A new development in the treatment of prostate cancer

23 December 2016

A new development in the treatment of prostate cancer - based on bacteria found on the ocean floor - has been welcomed by Spire Little Aston consultant urologist Mr Vivek Wadhwa.

Tests on the new treatment, carried out at University College London Hospital, showed that around half (49 per cent) of 413 patients with low-risk prostate cancer went into complete remission compared with 13.5 per cent in the control group who were given no treatment. 

Publishing results of the tests in The Lancet Oncology, lead investigator Professor Mark Emberton, Dean of UCL Medical Sciences and Consultant Urologist at UCLH, said: “This is truly a huge leap forward for prostate cancer treatment.

"In 1975 almost everyone with breast cancer was given a radical mastectomy, but since then treatments have steadily improved and we now rarely need to remove the whole breast.

“In prostate cancer we are still commonly removing or irradiating the whole prostate, so the success of this new tissue-preserving treatment is welcome news indeed."

The therapy, involves injecting a light sensitive drug into the bloodstream and activating it with a drug to destroy tumour tissue, while leaving healthy tissue unharmed.

The drug used in the procedure, called WST11, is derived from bacteria found at the bottom of the ocean.

To survive with very little sunlight, the bacteria have evolved to convert light into energy with incredible efficiency.

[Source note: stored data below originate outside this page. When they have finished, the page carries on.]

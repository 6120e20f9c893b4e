use thiserror::Error;

/// Policy rejections the Content Filter, Rate Limiter, and Resolver can
/// produce for a single inbound message. These are expected outcomes, not
/// bugs: they are dropped or surfaced to the author as an ephemeral notice,
/// never logged as delivery failures.
#[derive(Debug, Clone, Copy, PartialEq, Eq, Error)]
pub enum PolicyRejection {
    #[error("channel is not subscribed to any room")]
    NotSubscribed,
    #[error("guild is banned")]
    GuildBanned,
    #[error("room is inactive")]
    RoomInactive,
    #[error("rate limited, retry after {retry_after_secs}s")]
    RateLimited { retry_after_secs: i64 },
    #[error("message exceeds the room's maximum length")]
    TooLong,
    #[error("urls are not allowed in this room")]
    UrlsDisallowed,
    #[error("attachments are not allowed in this room")]
    AttachmentsDisallowed,
    #[error("message contains a banned word")]
    BannedWord,
}

#[derive(Debug, Error)]
pub enum CoreError {
    #[error("not found")]
    NotFound,
    #[error("forbidden")]
    Forbidden,
    #[error("bad request: {0}")]
    BadRequest(String),
    #[error("conflict: {0}")]
    Conflict(String),
    #[error(transparent)]
    Policy(#[from] PolicyRejection),
    #[error("store error: {0}")]
    Store(#[from] roomrelay_store::DbError),
    #[error("cache error: {0}")]
    Cache(#[from] roomrelay_cache::CacheError),
    #[error("auth error: {0}")]
    Auth(#[from] crate::auth::AuthError),
    #[error("platform error: {0}")]
    Platform(#[from] crate::platform::PlatformError),
    #[error("internal error: {0}")]
    Internal(String),
}

impl From<roomrelay_store::DbError> for PolicyRejection {
    /// Maps the subset of Store failures that are themselves policy
    /// rejections rather than infrastructure errors, so resolver callers
    /// can match on a single enum.
    fn from(err: roomrelay_store::DbError) -> Self {
        match err {
            roomrelay_store::DbError::RoomInactive => PolicyRejection::RoomInactive,
            roomrelay_store::DbError::GuildBanned => PolicyRejection::GuildBanned,
            _ => PolicyRejection::NotSubscribed,
        }
    }
}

This property has been exploited to develop WST11, a compound which releases destructive tumour-busting 'free radical' molecules when activated by laser light.

Mr Wadhwa said: “I got to know Professor Emberton well when I was working in London and I have been aware of this research for quite a while.

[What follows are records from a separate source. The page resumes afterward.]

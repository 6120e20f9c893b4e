use axum::extract::State;
use axum::Json;
use roomrelay_core::AppState;
use serde_json::{json, Value};

use crate::error::ApiError;
use crate::middleware::AdminUser;

/// Public liveness probe. Deliberately reveals nothing about deployment
/// internals beyond "the process is answering requests".
pub async fn status() -> Json<Value> {
    Json(json!({ "status": "ok" }))
}

/// Authenticated deployment summary. Room/subscription counts double as a
/// cheap sanity check that the Store connection this process holds is the
/// one actually serving the relay.
pub async fn info(
    State(state): State<AppState>,
    _admin: AdminUser,
) -> Result<Json<Value>, ApiError> {
    let rooms = roomrelay_store::rooms::list_rooms(&state.store, true).await?;
    let active_rooms = rooms.iter().filter(|r| r.room.is_active).count();
    let active_subscriptions: i64 = rooms.iter().map(|r| r.channel_count).sum();

    Ok(Json(json!({
        "version": env!("CARGO_PKG_VERSION"),
        "engine": roomrelay_store::active_database_engine().as_str(),
        "room_count": rooms.len(),
        "active_room_count": active_rooms,
        "active_subscription_count": active_subscriptions,
        "messages_relayed": state.metrics.messages_relayed.load(std::sync::atomic::Ordering::Relaxed),
        "messages_rejected": state.metrics.messages_rejected.load(std::sync::atomic::Ordering::Relaxed),
    })))
}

“Modern treatments do allow us the opportunity to remove the cancerous growth but  if the nerves around the prostate are damaged with radical surgery (open/ laparoscopic or robotic) or radiotherapy, then this could result in erectile dysfunction or urinary incontinence which can significantly impact on a man’s quality of life.

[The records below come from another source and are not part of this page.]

pub mod bans;
pub mod messages;
pub mod permissions;
pub mod rooms;
pub mod subscriptions;

use sqlx::any::AnyPoolOptions;
use std::sync::OnceLock;
use thiserror::Error;

pub type DbPool = sqlx::AnyPool;

#[derive(Debug, Clone, Copy, PartialEq, Eq)]
pub enum DatabaseEngine {
    Sqlite,
    Postgres,
}

impl DatabaseEngine {
    pub fn as_str(self) -> &'static str {
        match self {
            Self::Sqlite => "sqlite",
            Self::Postgres => "postgres",
        }
    }
}

static ACTIVE_DB_ENGINE: OnceLock<DatabaseEngine> = OnceLock::new();

#[derive(Debug, Error)]
pub enum DbError {
    #[error("database error: {0}")]
    Sqlx(#[from] sqlx::Error),
    #[error("not found")]
    NotFound,
    #[error("room name already taken")]
    NameTaken,
    #[error("channel already bound to a room")]
    AlreadyBound,
    #[error("room is at its subscriber limit")]
    RoomFull,
    #[error("room is not active")]
    RoomInactive,
    #[error("guild is banned")]
    GuildBanned,
}

/// Optional tuning knobs applied after each PostgreSQL connection is established.
#[derive(Debug, Clone, Default)]
pub struct PgConnectOptions {
    /// `statement_timeout` in seconds (0 = disabled).
    pub statement_timeout_secs: u64,
    /// `idle_in_transaction_session_timeout` in seconds (0 = disabled).
    pub idle_in_transaction_timeout_secs: u64,
}

pub async fn create_pool(database_url: &str, max_connections: u32) -> Result<DbPool, sqlx::Error> {
    create_pool_full(database_url, max_connections, None, None).await
}

pub async fn create_pool_with_engine(
    database_url: &str,
    max_connections: u32,
    engine: Option<DatabaseEngine>,
) -> Result<DbPool, sqlx::Error> {
    create_pool_full(database_url, max_connections, engine, None).await
}

pub async fn create_pool_full(
    database_url: &str,
    max_connections: u32,
    engine: Option<DatabaseEngine>,
    pg_options: Option<PgConnectOptions>,
) -> Result<DbPool, sqlx::Error> {
    let detected_engine = detect_database_engine(database_url)?;
    let engine = engine.unwrap_or(detected_engine);
    if engine != detected_engine {
        return Err(sqlx::Error::Configuration(
            format!(
                "database engine/url mismatch: engine='{}' url='{}'",
                engine.as_str(),
                database_url
            )
            .into(),
        ));
    }

    let _ = ACTIVE_DB_ENGINE.set(engine);

    // Required once before using sqlx::Any.
    sqlx::any::install_default_drivers();

    let connect_url = if matches!(engine, DatabaseEngine::Sqlite) {
        normalize_sqlite_url_for_any(database_url)
    } else {
        database_url.to_string()
    };

    let pg_opts = pg_options.unwrap_or_default();
    AnyPoolOptions::new()
        .max_connections(max_connections)
        .after_connect(move |conn, _meta| {
            let sqlite_db = matches!(engine, DatabaseEngine::Sqlite);
            let pg_opts = pg_opts.clone();
            Box::pin(async move {
                if sqlite_db {
                    sqlx::query("PRAGMA journal_mode = WAL;")
                        .execute(&mut *conn)
                        .await?;
                    sqlx::query("PRAGMA foreign_keys = ON;")
                        .execute(&mut *conn)
                        .await?;
                    sqlx::query("PRAGMA busy_timeout = 5000;")
                        .execute(&mut *conn)
                        .await?;
                    sqlx::query("PRAGMA synchronous = NORMAL;")
                        .execute(&mut *conn)
                        .await?;
                    sqlx::query("PRAGMA cache_size = -8000;")
                        .execute(&mut *conn)
                        .await?;
                    sqlx::query("PRAGMA mmap_size = 67108864;")
                        .execute(&mut *conn)
                        .await?;
                } else {
                    if pg_opts.statement_timeout_secs > 0 {
                        let sql = format!(
                            "SET statement_timeout = '{}s'",
                            pg_opts.statement_timeout_secs
                        );
                        sqlx::query(&sql).execute(&mut *conn).await?;
                    }
                    if pg_opts.idle_in_transaction_timeout_secs > 0 {
                        let sql = format!(
                            "SET idle_in_transaction_session_timeout = '{}s'",
                            pg_opts.idle_in_transaction_timeout_secs
                        );
                        sqlx::query(&sql).execute(&mut *conn).await?;
                    }
                    sqlx::query("SET lock_timeout = '10s'")
                        .execute(&mut *conn)
                        .await?;
                    sqlx::query("SET timezone = 'UTC'")
                        .execute(&mut *conn)
                        .await?;
                }
                Ok(())
            })
        })
        .connect(&connect_url)
        .await
}

pub async fn run_migrations(pool: &DbPool) -> Result<(), sqlx::Error> {
    run_migrations_for_engine(pool, active_database_engine()).await
}

pub async fn run_migrations_for_engine(
    pool: &DbPool,
    engine: DatabaseEngine,
) -> Result<(), sqlx::Error> {
    match engine {
        DatabaseEngine::Sqlite => sqlx::migrate!("./migrations").run(pool).await?,
        DatabaseEngine::Postgres => sqlx::migrate!("./migrations_pg").run(pool).await?,
    }
    tracing::info!("migrations: applied successfully");
    Ok(())
}

pub fn detect_database_engine(database_url: &str) -> Result<DatabaseEngine, sqlx::Error> {
    let normalized = database_url.trim().to_ascii_lowercase();
    if normalized.starts_with("sqlite:") {
        Ok(DatabaseEngine::Sqlite)
    } else if normalized.starts_with("postgres://") || normalized.starts_with("postgresql://") {
        Ok(DatabaseEngine::Postgres)
    } else {
        Err(sqlx::Error::Configuration(
            format!("unsupported database URL scheme in '{}'", database_url).into(),
        ))
    }
}

pub fn active_database_engine() -> DatabaseEngine {
    *ACTIVE_DB_ENGINE.get().unwrap_or(&DatabaseEngine::Sqlite)
}

fn normalize_sqlite_url_for_any(url: &str) -> String {
    // sqlx::Any uses URL parsing that expects absolute Windows paths in the
    // sqlite:///C:/... form (three slashes), while existing config/tests often
    // use sqlite://C:/... (two slashes).
    if !url.starts_with("sqlite://") {
        return url.to_string();
    }
    let rest = &url["sqlite://".len()..];
    if rest.starts_with('/') {
        return url.to_string();
    }
    let bytes = rest.as_bytes();
    if bytes.len() >= 2 && bytes[1] == b':' && bytes[0].is_ascii_alphabetic() {
        format!("sqlite:///{rest}")
    } else {
        url.to_string()
    }
}

#[cfg(test)]
mod tests {
    use super::*;

    #[tokio::test]
    async fn create_pool_supports_default_sqlite_mode() {
        let pool = create_pool("sqlite::memory:", 1).await.expect("pool");
        let value: i64 = sqlx::query_scalar("SELECT 1")
            .fetch_one(&pool)
            .await
            .expect("query");
        assert_eq!(value, 1);
    }

    #[test]
    fn detects_sqlite_and_postgres_schemes() {
        assert_eq!(
            detect_database_engine("sqlite::memory:").unwrap(),
            DatabaseEngine::Sqlite
        );
        assert_eq!(
            detect_database_engine("postgres://localhost/db").unwrap(),
            DatabaseEngine::Postgres
        );
        assert!(detect_database_engine("mysql://localhost/db").is_err());
    }

    #[tokio::test]
    async fn postgres_pool_and_migrations_smoke_when_configured() {
        let Some(url) = std::env::var("ROOMRELAY_TEST_POSTGRES_URL")
            .ok()
            .filter(|value| !value.trim().is_empty())
        else {
            return;
        };

        let pool = create_pool_with_engine(&url, 5, Some(DatabaseEngine::Postgres))
            .await
            .expect("postgres pool");
        run_migrations_for_engine(&pool, DatabaseEngine::Postgres)
            .await
            .expect("postgres migrations");

        let room = crate::rooms::create_room(&pool, 1, "pg-smoke", 1, 50)
            .await
            .expect("create room");
        assert_eq!(room.name, "pg-smoke");
    }
}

Professor Emberton’s treatment offers the potential benefit of dealing with the abnormal areas of prostate cancer without the potential side effects. With more well-conducted research this breakthrough could really benefit prostate cancer patients in the future.”

He added: “At the moment men diagnosed with prostate cancer have a number of possible treatment options and I give patients sufficient information regarding the pros and cons of each option so they can make their own informed decision. It is important to discuss potential side effects of treatments which could significantly impact on our patients’ quality of life.  This new development is a fascinating breakthrough and I look forward the results of further tests and research.”